*Exercise*:
Start at the first line of the listing below. Write out each line exactly, stopping after the one that contains "at that time".

──────────────────────────────

//! Increment file naming: `<name>.<timestamp>.<type>[.gz]`

use crate::name::ArchiveName;
use crate::timestamp::Timestamp;
use std::fmt;

/// Suffix appended to compressed archive files
pub const GZ_SUFFIX: &[u8] = b".gz";

/// Type of a recorded increment
#[derive(Debug, Clone, Copy, PartialEq, Eq, Hash)]
pub enum IncrementKind {
    /// Full copy of the previous version
    Snapshot,
    /// Reverse delta against the next version
    Diff,
    /// Directory attribute marker
    Dir,
    /// Path did not exist at this time
    Missing,
}

impl IncrementKind {
    /// Parse the type suffix
    pub fn from_suffix(suffix: &[u8]) -> Option<Self> {
        match suffix {
            b"snapshot" => Some(IncrementKind::Snapshot),
            b"diff" => Some(IncrementKind::Diff),
            b"dir" => Some(IncrementKind::Dir),
            b"missing" => Some(IncrementKind::Missing),
            _ => None,
        }
    }

    /// Suffix spelling
    pub fn as_str(self) -> &'static str {
        match self {
            IncrementKind::Snapshot => "snapshot",
            IncrementKind::Diff => "diff",
            IncrementKind::Dir => "dir",
            IncrementKind::Missing => "missing",
        }
    }

    /// Whether the record proves the name was a non-directory at that time
    pub fn is_non_directory(self) -> bool {
        matches!(self, IncrementKind::Snapshot | IncrementKind::Diff)
    }
}

impl fmt::Display for IncrementKind {
    fn fmt(&self, f: &mut fmt::Formatter<'_>) -> fmt::Result {
        f.write_str(self.as_str())
    }
}

/// One decoded increment file
#[derive(Debug, Clone, PartialEq, Eq)]
pub struct IncrementRecord {
    /// Name of the path this increment describes
    pub name: ArchiveName,
    /// Session the increment belongs to
    pub timestamp: Timestamp,
    /// Increment type
    pub kind: IncrementKind,
    /// Whether the file carries a `.gz` suffix
    pub compressed: bool,
}

impl IncrementRecord {
    /// Decode a path relative to the increments directory
    ///
    /// Returns `None` when the trailing suffixes are not a valid
    /// timestamp + type (+ optional compression) sequence.
    pub fn decode(rel: &ArchiveName) -> Option<Self> {
        let mut bytes = rel.as_bytes();
        let compressed = bytes.ends_with(GZ_SUFFIX);
        if compressed {
            bytes = &bytes[..bytes.len() - GZ_SUFFIX.len()];
        }

        let kind_dot = bytes.iter().rposition(|&b| b == b'.')?;
        let kind = IncrementKind::from_suffix(&bytes[kind_dot + 1..])?;
        let rest = &bytes[..kind_dot];

        // Timestamps never contain '.', so the previous dot ends the name
        let ts_dot = rest.iter().rposition(|&b| b == b'.')?;
        let ts = std::str::from_utf8(&rest[ts_dot + 1..]).ok()?;
        let timestamp = Timestamp::parse(ts)?;

        let name = &rest[..ts_dot];
        if name.is_empty() || name.ends_with(b"/") {
            return None;
        }

        Some(Self {
            name: ArchiveName::from_bytes(name.to_vec()),
            timestamp,
            kind,
            compressed,
        })
    }

    /// Rebuild the path relative to the increments directory
    pub fn encode(&self) -> ArchiveName {
        let mut bytes = self.name.as_bytes().to_vec();
        bytes.push(b'.');
        bytes.extend_from_slice(self.timestamp.as_str().as_bytes());
        bytes.push(b'.');
        bytes.extend_from_slice(self.kind.as_str().as_bytes());
        if self.compressed {
            bytes.extend_from_slice(GZ_SUFFIX);
        }
        ArchiveName::from_bytes(bytes)
    }
}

──────────────────────────────

*Expected answer*:
//! Increment file naming: `<name>.<timestamp>.<type>[.gz]`

use crate::name::ArchiveName;
use crate::timestamp::Timestamp;
use std::fmt;

/// Suffix appended to compressed archive files
pub const GZ_SUFFIX: &[u8] = b".gz";

/// Type of a recorded increment
#[derive(Debug, Clone, Copy, PartialEq, Eq, Hash)]
pub enum IncrementKind {
    /// Full copy of the previous version
    Snapshot,
    /// Reverse delta against the next version
    Diff,
    /// Directory attribute marker
    Dir,
    /// Path did not exist at this time
    Missing,
}

impl IncrementKind {
    /// Parse the type suffix
    pub fn from_suffix(suffix: &[u8]) -> Option<Self> {
        match suffix {
            b"snapshot" => Some(IncrementKind::Snapshot),
            b"diff" => Some(IncrementKind::Diff),
            b"dir" => Some(IncrementKind::Dir),
            b"missing" => Some(IncrementKind::Missing),
            _ => None,
        }
    }

    /// Suffix spelling
    pub fn as_str(self) -> &'static str {
        match self {
            IncrementKind::Snapshot => "snapshot",
            IncrementKind::Diff => "diff",
            IncrementKind::Dir => "dir",
            IncrementKind::Missing => "missing",
        }
    }

    /// Whether the record proves the name was a non-directory at that time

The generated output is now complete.